» Work instruction: Give back exactly the stretch of data below from the line holding "counted, never fatal." through the line holding "self.discard(HEARTBEAT_SIZE);", both ends included, and leave the remaining lines out.

» Supplied entries:
[Start of Attachment]

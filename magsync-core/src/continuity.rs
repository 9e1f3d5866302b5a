//! Index continuity across framed records
//!
//! Every record carries a running index. Raw blocks advance by the number of
//! samples they hold; decimated samples and heartbeats advance by a fixed
//! stride that depends on instrument settings, so that stride is learned from
//! the first two records of each kind.

use crate::catalog::RecordKind;
use crate::constants::RAW_SAMPLES_PER_BLOCK;
use crate::records::{ClassifiedRecord, Record};
use crate::sink::RecordSink;
use serde::Serialize;
use std::collections::HashMap;
use std::io;

#[cfg(feature = "logging")]
use tracing::{debug, warn};

/// A break in the index sequence of one record kind
#[derive(Debug, Clone, Copy, PartialEq, Eq, Serialize)]
pub struct SequenceGap {
    /// Kind whose sequence broke
    pub kind: RecordKind,

    /// Index of the last record before the break
    pub before: u64,

    /// Index of the first record after the break
    pub after: u64,

    /// Index that was expected instead of `after`
    pub expected: u64,
}

impl SequenceGap {
    /// Whether the index went backwards or repeated (instrument restart, replay)
    pub fn is_regression(&self) -> bool {
        self.after <= self.before
    }

    /// Number of whole records missing, zero for regressions
    pub fn missing(&self) -> u64 {
        let stride = self.expected.saturating_sub(self.before);
        if self.is_regression() || stride == 0 {
            return 0;
        }
        ((self.after - self.before) / stride).saturating_sub(1)
    }
}

#[derive(Debug, Default, Clone, Copy)]
struct Lane {
    last: Option<u64>,
    stride: Option<u64>,
    seen: u64,
}

/// Per-kind continuity summary
#[derive(Debug, Clone, PartialEq, Eq, Serialize)]
pub struct LaneSummary {
    pub kind: RecordKind,
    pub records: u64,
    pub stride: Option<u64>,
    pub last_index: Option<u64>,
}

/// Final continuity report
#[derive(Debug, Clone, PartialEq, Eq, Serialize)]
pub struct ContinuityReport {
    pub lanes: Vec<LaneSummary>,
    pub gaps: Vec<SequenceGap>,
}

impl ContinuityReport {
    /// True when no kind skipped or repeated an index
    pub fn is_continuous(&self) -> bool {
        self.gaps.is_empty()
    }

    /// Total records missing across all kinds
    pub fn missing(&self) -> u64 {
        self.gaps.iter().map(SequenceGap::missing).sum()
    }
}

/// Tracks index sequences per record kind
#[derive(Debug, Default)]
pub struct ContinuityTracker {
    lanes: HashMap<RecordKind, Lane>,
    gaps: Vec<SequenceGap>,
}

impl ContinuityTracker {
    /// Create an empty tracker
    pub fn new() -> Self {
        Self::default()
    }

    /// Feed one record; returns the break it reveals, if any
    pub fn observe(&mut self, record: &Record) -> Option<SequenceGap> {
        let kind = record.kind();
        let index = record.index();
        let lane = self.lanes.entry(kind).or_default();
        lane.seen += 1;

        if kind == RecordKind::RawBlock {
            lane.stride = Some(RAW_SAMPLES_PER_BLOCK as u64);
        }

        let gap = match (lane.last, lane.stride) {
            (None, _) => None,
            (Some(last), None) if index > last => {
                #[cfg(feature = "logging")]
                debug!("Learned {} index stride {}", kind.name(), index - last);

                lane.stride = Some(index - last);
                None
            }
            (Some(last), None) => Some(SequenceGap {
                kind,
                before: last,
                after: index,
                expected: last.saturating_add(1),
            }),
            (Some(last), Some(stride)) => {
                let expected = last.saturating_add(stride);
                (index != expected).then_some(SequenceGap {
                    kind,
                    before: last,
                    after: index,
                    expected,
                })
            }
        };
        lane.last = Some(index);

        if let Some(gap) = gap {
            #[cfg(feature = "logging")]
            warn!(
                "{} index jumped from {} to {} (expected {})",
                kind.name(),
                gap.before,
                gap.after,
                gap.expected
            );

            self.gaps.push(gap);
        }

        gap
    }

    /// Breaks seen so far, in arrival order
    pub fn gaps(&self) -> &[SequenceGap] {
        &self.gaps
    }

    /// Summarize every kind seen
    pub fn report(&self) -> ContinuityReport {
        let lanes = RecordKind::ALL
            .iter()
            .filter_map(|kind| {
                self.lanes.get(kind).map(|lane| LaneSummary {
                    kind: *kind,
                    records: lane.seen,
                    stride: lane.stride,
                    last_index: lane.last,
                })
            })
            .collect();

        ContinuityReport {
            lanes,
            gaps: self.gaps.clone(),
        }
    }
}

impl RecordSink for ContinuityTracker {
    fn accept(&mut self, record: &ClassifiedRecord) -> io::Result<()> {
        self.observe(&record.record);
        Ok(())
    }
}

#[cfg(test)]
mod tests {
    use super::*;
    use crate::records::{DecimatedSample, Heartbeat, RawBlock};

    fn raw(index: u64) -> Record {
        Record::RawBlock(RawBlock {
            first_sample_index: index,
            ..Default::default()
        })
    }

    fn decimated(index: u64) -> Record {
        Record::Decimated(DecimatedSample {
            index,
            ..Default::default()
        })
    }

    #[test]
    fn test_raw_blocks_advance_by_sample_count() {
        let mut tracker = ContinuityTracker::new();
        assert!(tracker.observe(&raw(0)).is_none());
        assert!(tracker.observe(&raw(40)).is_none());

        let gap = tracker.observe(&raw(120)).unwrap();
        assert_eq!(gap.expected, 80);
        assert_eq!(gap.missing(), 1);
        assert!(!gap.is_regression());
    }

    #[test]
    fn test_learned_stride() {
        let mut tracker = ContinuityTracker::new();
        for index in [1000, 1050, 1100, 1150] {
            assert!(tracker.observe(&decimated(index)).is_none());
        }

        let gap = tracker.observe(&decimated(1300)).unwrap();
        assert_eq!(gap.missing(), 2);
    }

    #[test]
    fn test_regression() {
        let mut tracker = ContinuityTracker::new();
        tracker.observe(&raw(400));
        let gap = tracker.observe(&raw(0)).unwrap();
        assert!(gap.is_regression());
        assert_eq!(gap.missing(), 0);
    }

    #[test]
    fn test_short_forward_jump() {
        let mut tracker = ContinuityTracker::new();
        tracker.observe(&raw(0));
        tracker.observe(&raw(40));

        let gap = tracker.observe(&raw(60)).unwrap();
        assert_eq!(gap.expected, 80);
        assert!(!gap.is_regression());
        assert_eq!(gap.missing(), 0);
        assert_eq!(tracker.report().missing(), 0);
    }

    #[test]
    fn test_kinds_tracked_independently() {
        let mut tracker = ContinuityTracker::new();
        tracker.observe(&raw(0));
        tracker.observe(&Record::Heartbeat(Heartbeat {
            index: 7,
            ..Default::default()
        }));
        tracker.observe(&raw(40));

        let report = tracker.report();
        assert!(report.is_continuous());
        assert_eq!(report.lanes.len(), 2);
        assert_eq!(report.lanes[0].kind, RecordKind::RawBlock);
        assert_eq!(report.lanes[0].records, 2);
        assert_eq!(report.lanes[0].last_index, Some(40));
    }
}
impl<T: Transport> FrameSynchronizer<T> {
    /// Create a synchronizer with the default configuration
    pub fn new(transport: T, cancel: CancelToken) -> Self {
        Self::build(transport, SyncConfig::default(), cancel)
    }

    /// Create a synchronizer with an explicit configuration
    pub fn with_config(
        transport: T,
        config: SyncConfig,
        cancel: CancelToken,
    ) -> Result<Self, SyncError> {
        config.validate()?;
        Ok(Self::build(transport, config, cancel))
    }

    fn build(transport: T, config: SyncConfig, cancel: CancelToken) -> Self {
        Self {
            transport,
            config,
            cancel,
            matcher: SignatureMatcher::heartbeat(),
            state: SyncState::Unlocked { scanned: 0 },
            buf: BytesMut::with_capacity(HEARTBEAT_SIZE * 2),
            stats: SyncStats::default(),
        }
    }

    /// Current state
    pub fn state(&self) -> SyncState {
        self.state
    }

    /// Whether a record boundary is currently known
    pub fn is_locked(&self) -> bool {
        self.state == SyncState::Locked
    }

    /// Counters so far
    pub fn stats(&self) -> &SyncStats {
        &self.stats
    }

    /// Active configuration
    pub fn config(&self) -> &SyncConfig {
        &self.config
    }

    /// Consume the synchronizer and return its transport
    pub fn into_transport(self) -> T {
        self.transport
    }

    /// Frame the next record.
    ///
    /// Returns `Ok(None)` once cancellation is observed. Transport failures
    /// are returned as errors; framing faults are absorbed by falling back
    /// to lock-on.
    pub fn next_record(&mut self) -> Result<Option<ClassifiedRecord>, SyncError> {
        loop {
            // Records already buffered are not emitted once cancelled
            if self.cancel.is_cancelled() {
                return Ok(None);
            }

            match self.state {
                SyncState::Unlocked { .. } => {
                    if !self.lock_on()? {
                        return Ok(None);
                    }
                }
                SyncState::Locked => match self.read_record()? {
                    Framed::Record(record) => return Ok(Some(record)),
                    Framed::Unrecognized => {}
                    Framed::Cancelled => return Ok(None),
                },
            }
        }
    }

    /// Iterate over framed records until cancellation or the first error
    pub fn records(&mut self) -> Records<'_, T> {
        Records {
            sync: self,
            done: false,
        }
    }

    /// Feed every framed record to `sink` until cancellation or a transport fault.
    ///
    /// The sink is flushed before returning on either path. Sink failures are
    /// logged and counted, never fatal.
    pub fn run<S: RecordSink + ?Sized>(&mut self, sink: &mut S) -> Result<SyncStats, SyncError> {
        let outcome = self.pump(sink);

        if let Err(_e) = sink.flush() {
            self.stats.sink_failures += 1;
            #[cfg(feature = "logging")]
            warn!("Failed to flush record sink: {}", _e);
        }

        outcome.map(|()| self.stats.clone())
    }

    fn pump<S: RecordSink + ?Sized>(&mut self, sink: &mut S) -> Result<(), SyncError> {
        while let Some(record) = self.next_record()? {
            if let Err(_e) = sink.accept(&record) {
                self.stats.sink_failures += 1;
                #[cfg(feature = "logging")]
                warn!("Sink rejected {} record: {}", record.kind().name(), _e);
            }
        }

        #[cfg(feature = "logging")]
        debug!("Synchronizer cancelled after {} records", self.stats.records());

        Ok(())
    }

    /// Search for the heartbeat header. Returns false when cancelled.
    fn lock_on(&mut self) -> Result<bool, SyncError> {
        let framing = self.transport.framing();

        loop {
            if let Some(offset) = self.matcher.find(&self.buf, self.buf.len()) {
                self.discard(offset);
                self.state = SyncState::Locked;
                self.stats.lock_ons += 1;

                #[cfg(feature = "logging")]
                info!("Locked on heartbeat (skipped {} bytes)", offset);

                if self.config.emit_anchor {
                    return Ok(true);
                }

                match self.fill_to(HEARTBEAT_SIZE)? {
                    Fill::Ready => {
                        self.discard(HEARTBEAT_SIZE);
                        return Ok(true);
                    }
                    Fill::Cancelled => return Ok(false),
                    Fill::Short => {
                        self.stats.framing_faults += 1;
                        self.drop_datagram();
                        self.lose_lock();
                        continue;
                    }
                }
            }

            let keep = match framing {
                Framing::Stream => self.buf.len().min(SIGNATURE_LEN - 1),
                Framing::Datagram => 0,
            };
            let dropped = self.buf.len() - keep;
            self.discard(dropped);

            if let SyncState::Unlocked { scanned } = &mut self.state {
                *scanned += dropped as u64;
                if let Some(limit) = self.config.max_lock_on_bytes {
                    if *scanned > limit {
                        return Err(SyncError::LockOnExhausted { scanned: *scanned });
                    }
                }
            }

            let max = match framing {
                Framing::Stream => self.config.lock_on_chunk,
                Framing::Datagram => self.config.max_datagram_size,
            };
            match self.read_once(max)? {
                ReadOutcome::Data => {}
                ReadOutcome::Cancelled => return Ok(false),
                ReadOutcome::Closed => return Err(SyncError::EndOfStream),
            }
        }
    }

    fn read_record(&mut self) -> Result<Framed, SyncError> {
        match self.fill_to(HEADER_SIZE)? {
            Fill::Ready => {}
            Fill::Cancelled => return Ok(Framed::Cancelled),
            Fill::Short => {
                #[cfg(feature = "logging")]
                warn!("Datagram of {} bytes too short for a header", self.buf.len());
                self.stats.framing_faults += 1;
                self.drop_datagram();
                self.lose_lock();
                return Ok(Framed::Unrecognized);
            }
        }

        let header = RecordHeader::parse(&self.buf[..HEADER_SIZE])?;
        let kind = match catalog::classify(&header) {
            Ok(kind) => kind,
            Err(_fault) => {
                #[cfg(feature = "logging")]
                warn!("Unrecognized record while locked: {}", _fault);
                return self.reject(&header);
            }
        };

        let size = kind.wire_size();
        match self.fill_to(size)? {
            Fill::Ready => {}
            Fill::Cancelled => return Ok(Framed::Cancelled),
            Fill::Short => {
                #[cfg(feature = "logging")]
                warn!(
                    "Datagram holds {} bytes of a {}-byte {} record",
                    self.buf.len(),
                    size,
                    kind.name()
                );
                self.stats.framing_faults += 1;
                self.drop_datagram();
                self.lose_lock();
                return Ok(Framed::Unrecognized);
            }
        }

        let raw = self.buf.split_to(size).freeze();
        let record = decode_kind(kind, &raw)?;
        self.stats.record(kind, size);

        #[cfg(feature = "logging")]
        debug!("Framed {} record ({} bytes)", kind.name(), size);

        Ok(Framed::Record(ClassifiedRecord { record, raw }))
    }

    /// Handle a header the catalog refused
    fn reject(&mut self, header: &RecordHeader) -> Result<Framed, SyncError> {
        self.stats.framing_faults += 1;
        self.lose_lock();

        if self.transport.framing() == Framing::Datagram {
            self.drop_datagram();
            return Ok(Framed::Unrecognized);
        }

        self.discard(HEADER_SIZE);

        let declared = header.declared_size as usize;
        if self.config.on_unrecognized == UnrecognizedPolicy::SkipDeclared
            && (HEADER_SIZE..=self.config.max_skip_bytes).contains(&declared)
            && !self.skip(declared - HEADER_SIZE)?
        {
            return Ok(Framed::Cancelled);
        }

        Ok(Framed::Unrecognized)
    }

    /// Discard `n` bytes from the stream, reading as needed. False when cancelled.
    fn skip(&mut self, n: usize) -> Result<bool, SyncError> {
        let mut remaining = n;
        while remaining > 0 {
            if self.buf.is_empty() {
                match self.read_once(remaining)? {
                    ReadOutcome::Data => {}
                    ReadOutcome::Cancelled => return Ok(false),
                    ReadOutcome::Closed => {
                        return Err(SyncError::Truncated {
                            expected: n,
                            actual: n - remaining,
                        })
                    }
                }
            }
            let take = remaining.min(self.buf.len());
            self.discard(take);
            remaining -= take;
        }
        Ok(true)
    }

    /// Make sure at least `n` bytes are buffered
    fn fill_to(&mut self, n: usize) -> Result<Fill, SyncError> {
        match self.transport.framing() {
            Framing::Stream => {
                while self.buf.len() < n {
                    let missing = n - self.buf.len();
                    match self.read_once(missing)? {
                        ReadOutcome::Data => {}
                        ReadOutcome::Cancelled => return Ok(Fill::Cancelled),
                        ReadOutcome::Closed if self.buf.is_empty() => {
                            return Err(SyncError::EndOfStream)
                        }
                        ReadOutcome::Closed => {
                            return Err(SyncError::Truncated {
                                expected: n,
                                actual: self.buf.len(),
                            })
                        }
                    }
                }
                Ok(Fill::Ready)
            }
            Framing::Datagram => {
                while self.buf.is_empty() {
                    match self.read_once(self.config.max_datagram_size)? {
                        ReadOutcome::Data => {}
                        ReadOutcome::Cancelled => return Ok(Fill::Cancelled),
                        ReadOutcome::Closed => return Err(SyncError::EndOfStream),
                    }
                }
                if self.buf.len() >= n {
                    Ok(Fill::Ready)
                } else {
                    Ok(Fill::Short)
                }
            }
        }
    }

    /// One blocking read, retried across timeouts; cancellation is checked first
    fn read_once(&mut self, max: usize) -> Result<ReadOutcome, SyncError> {
        let framing = self.transport.framing();

        loop {
            if self.cancel.is_cancelled() {
                return Ok(ReadOutcome::Cancelled);
            }

            match self.transport.read_into(&mut self.buf, max) {
                Ok(0) if framing == Framing::Stream => return Ok(ReadOutcome::Closed),
                Ok(n) => {
                    self.stats.bytes_read += n as u64;
                    return Ok(ReadOutcome::Data);
                }
                Err(e)
                    if matches!(
                        e.kind(),
                        ErrorKind::Interrupted | ErrorKind::WouldBlock | ErrorKind::TimedOut
                    ) =>
                {
                    continue
                }
                Err(e) => return Err(e.into()),
            }
        }
    }

    fn discard(&mut self, n: usize) {
        self.buf.advance(n);
        self.stats.bytes_discarded += n as u64;
    }

    fn drop_datagram(&mut self) {
        let n = self.buf.len();
        self.discard(n);
    }

    fn lose_lock(&mut self) {
        if self.state == SyncState::Locked {
            self.stats.lock_losses += 1;

            #[cfg(feature = "logging")]
            info!("Lost lock; searching for heartbeat");
        }
        self.state = SyncState::Unlocked { scanned: 0 };
    }
}
use std::fs;
use tempfile::tempdir;

use magsync_cli::commands::check;
use magsync_core::{
    encoder::encode_record,
    records::{DecimatedSample, Heartbeat, RawBlock},
    Record, RecordKind, SyncConfig,
};

fn heartbeat(index: u64) -> Vec<u8> {
    let mut serial_number = [0u8; 8];
    serial_number[..6].copy_from_slice(b"ME0042");

    encode_record(&Record::Heartbeat(Heartbeat {
        index,
        serial_number,
        ip_address: u32::from_le_bytes([10, 0, 0, 7]),
        sample_period_ms: 1,
        ..Default::default()
    }))
    .unwrap()
    .to_vec()
}

fn raw_block(first_sample_index: u64) -> Vec<u8> {
    encode_record(&Record::RawBlock(RawBlock {
        first_sample_index,
        ..Default::default()
    }))
    .unwrap()
    .to_vec()
}

fn decimated(index: u64) -> Vec<u8> {
    encode_record(&Record::Decimated(DecimatedSample {
        index,
        ..Default::default()
    }))
    .unwrap()
    .to_vec()
}

/// Helper: a clean capture of `seconds` heartbeats, each followed by two raw blocks
fn create_capture(seconds: u64) -> Vec<u8> {
    let mut data = Vec::new();
    for second in 0..seconds {
        data.extend(heartbeat(second));
        data.extend(raw_block(second * 80));
        data.extend(raw_block(second * 80 + 40));
        data.extend(decimated(second * 100));
    }
    data
}

#[test]
fn test_check_clean_capture() {
    let td = tempdir().unwrap();
    let path = td.path().join("clean.bin");
    fs::write(&path, create_capture(3)).unwrap();

    let report = check::analyze(&path, SyncConfig::default()).unwrap();

    assert!(report.is_clean());
    assert_eq!(report.stats.records(), 12);
    assert_eq!(report.stats.raw_blocks, 6);
    assert_eq!(report.truncated_tail, None);

    let instrument = report.instrument.unwrap();
    assert_eq!(instrument.serial, "ME0042");
    assert_eq!(instrument.ip_address.to_string(), "10.0.0.7");
}

#[test]
fn test_check_reports_gap_and_noise() {
    let td = tempdir().unwrap();
    let path = td.path().join("gappy.bin");

    let mut data = vec![0xEEu8; 64];
    data.extend(heartbeat(0));
    data.extend(raw_block(0));
    data.extend(raw_block(40));
    // raw block 80 lost
    data.extend(raw_block(120));
    fs::write(&path, data).unwrap();

    let report = check::analyze(&path, SyncConfig::default()).unwrap();

    assert!(!report.is_clean());
    assert_eq!(report.stats.bytes_discarded, 64);
    assert_eq!(report.continuity.gaps.len(), 1);

    let gap = report.continuity.gaps[0];
    assert_eq!(gap.kind, RecordKind::RawBlock);
    assert_eq!(gap.expected, 80);
    assert_eq!(gap.missing(), 1);
}

#[test]
fn test_check_index_jump_shorter_than_stride() {
    let td = tempdir().unwrap();
    let path = td.path().join("restart.bin");

    let mut data = heartbeat(0);
    data.extend(raw_block(0));
    data.extend(raw_block(40));
    data.extend(raw_block(60));
    fs::write(&path, data).unwrap();

    let report = check::analyze(&path, SyncConfig::default()).unwrap();
    assert_eq!(report.continuity.gaps.len(), 1);
    assert_eq!(report.continuity.missing(), 0);
    assert!(!report.is_clean());

    check::execute(&path, false, None).unwrap();
}

#[test]
fn test_check_truncated_tail() {
    let td = tempdir().unwrap();
    let path = td.path().join("truncated.bin");

    let mut data = create_capture(1);
    data.extend_from_slice(&heartbeat(1)[..50]);
    fs::write(&path, data).unwrap();

    let report = check::analyze(&path, SyncConfig::default()).unwrap();

    assert_eq!(report.stats.records(), 4);
    assert!(report.truncated_tail.is_some());
    assert!(!report.is_clean());
}

#[test]
fn test_check_json_output() {
    let td = tempdir().unwrap();
    let path = td.path().join("capture.bin");
    fs::write(&path, create_capture(2)).unwrap();

    check::execute(&path, true, None).unwrap();

    let report = check::analyze(&path, SyncConfig::default()).unwrap();
    let json = serde_json::to_value(&report).unwrap();
    assert_eq!(json["stats"]["heartbeats"].as_u64(), Some(2));
    assert_eq!(json["continuity"]["lanes"][0]["kind"], "RawBlock");
}

#[test]
fn test_check_missing_file() {
    let td = tempdir().unwrap();
    let result = check::execute(&td.path().join("absent.bin"), false, None);
    assert!(result.is_err());
}

#[test]
fn test_check_empty_file() {
    let td = tempdir().unwrap();
    let path = td.path().join("empty.bin");
    fs::write(&path, b"").unwrap();

    let report = check::analyze(&path, SyncConfig::default()).unwrap();
    assert_eq!(report.stats.records(), 0);

    check::execute(&path, false, None).unwrap();
}
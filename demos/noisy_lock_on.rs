//! Lock onto a simulated instrument stream that starts mid-record and drops bytes

use magsync_core::{
    continuity::ContinuityTracker,
    encoder::encode_record,
    records::{DecimatedSample, Heartbeat, RawBlock},
    CancelToken, FrameSynchronizer, Record, RecordSink, StreamTransport,
};
use std::io::Cursor;

fn main() -> Result<(), Box<dyn std::error::Error>> {
    println!("magsync Noisy Lock-On Example\n");

    // Step 1: Three seconds of traffic
    let mut seconds = Vec::new();
    for second in 0..3u64 {
        let mut traffic = encode_record(&Record::Heartbeat(Heartbeat {
            index: second,
            sample_period_ms: 1,
            ..Default::default()
        }))?
        .to_vec();

        for block in 0..4u64 {
            traffic.extend_from_slice(&encode_record(&Record::RawBlock(RawBlock {
                first_sample_index: (second * 4 + block) * 40,
                ..Default::default()
            }))?);
        }

        traffic.extend_from_slice(&encode_record(&Record::Decimated(DecimatedSample {
            index: second,
            mag_data: 51_234.5 + second as f64,
            ..Default::default()
        }))?);

        seconds.push(traffic);
    }

    // Step 2: Join mid-record and lose part of the second second
    let mut stream = seconds[0][500..].to_vec();
    stream.extend_from_slice(&seconds[1][..700]);
    stream.extend_from_slice(&seconds[2]);
    println!("Stream: {} bytes, starting mid-record", stream.len());

    // Step 3: Synchronize
    let mut sync = FrameSynchronizer::new(
        StreamTransport::new(Cursor::new(stream)),
        CancelToken::new(),
    );
    let mut tracker = ContinuityTracker::new();

    loop {
        match sync.next_record() {
            Ok(Some(record)) => {
                tracker.accept(&record)?;
                println!("  {:>9} index {}", record.kind().name(), record.record.index());
            }
            Ok(None) => break,
            Err(e) => {
                println!("Stream ended: {}", e);
                break;
            }
        }
    }

    // Step 4: Report
    let stats = sync.stats();
    println!("\nFramed {} records", stats.records());
    println!("  Lock-ons: {}", stats.lock_ons);
    println!("  Discarded: {} bytes", stats.bytes_discarded);
    println!("  Framed: {:.1}% of bytes read", stats.framed_rate());

    let report = tracker.report();
    for gap in &report.gaps {
        println!(
            "  {} index jumped {} -> {} ({} missing)",
            gap.kind.name(),
            gap.before,
            gap.after,
            gap.missing()
        );
    }

    Ok(())
}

[End of Attachment]

» Solved problem:
    /// logged and counted, never fatal.
    pub fn run<S: RecordSink + ?Sized>(&mut self, sink: &mut S) -> Result<SyncStats, SyncError> {
        let outcome = self.pump(sink);

        if let Err(_e) = sink.flush() {
            self.stats.sink_failures += 1;
            #[cfg(feature = "logging")]
            warn!("Failed to flush record sink: {}", _e);
        }

        outcome.map(|()| self.stats.clone())
    }

    fn pump<S: RecordSink + ?Sized>(&mut self, sink: &mut S) -> Result<(), SyncError> {
        while let Some(record) = self.next_record()? {
            if let Err(_e) = sink.accept(&record) {
                self.stats.sink_failures += 1;
                #[cfg(feature = "logging")]
                warn!("Sink rejected {} record: {}", record.kind().name(), _e);
            }
        }

        #[cfg(feature = "logging")]
        debug!("Synchronizer cancelled after {} records", self.stats.records());

        Ok(())
    }

    /// Search for the heartbeat header. Returns false when cancelled.
    fn lock_on(&mut self) -> Result<bool, SyncError> {
        let framing = self.transport.framing();

        loop {
            if let Some(offset) = self.matcher.find(&self.buf, self.buf.len()) {
                self.discard(offset);
                self.state = SyncState::Locked;
                self.stats.lock_ons += 1;

                #[cfg(feature = "logging")]
                info!("Locked on heartbeat (skipped {} bytes)", offset);

                if self.config.emit_anchor {
                    return Ok(true);
                }

                match self.fill_to(HEARTBEAT_SIZE)? {
                    Fill::Ready => {
                        self.discard(HEARTBEAT_SIZE);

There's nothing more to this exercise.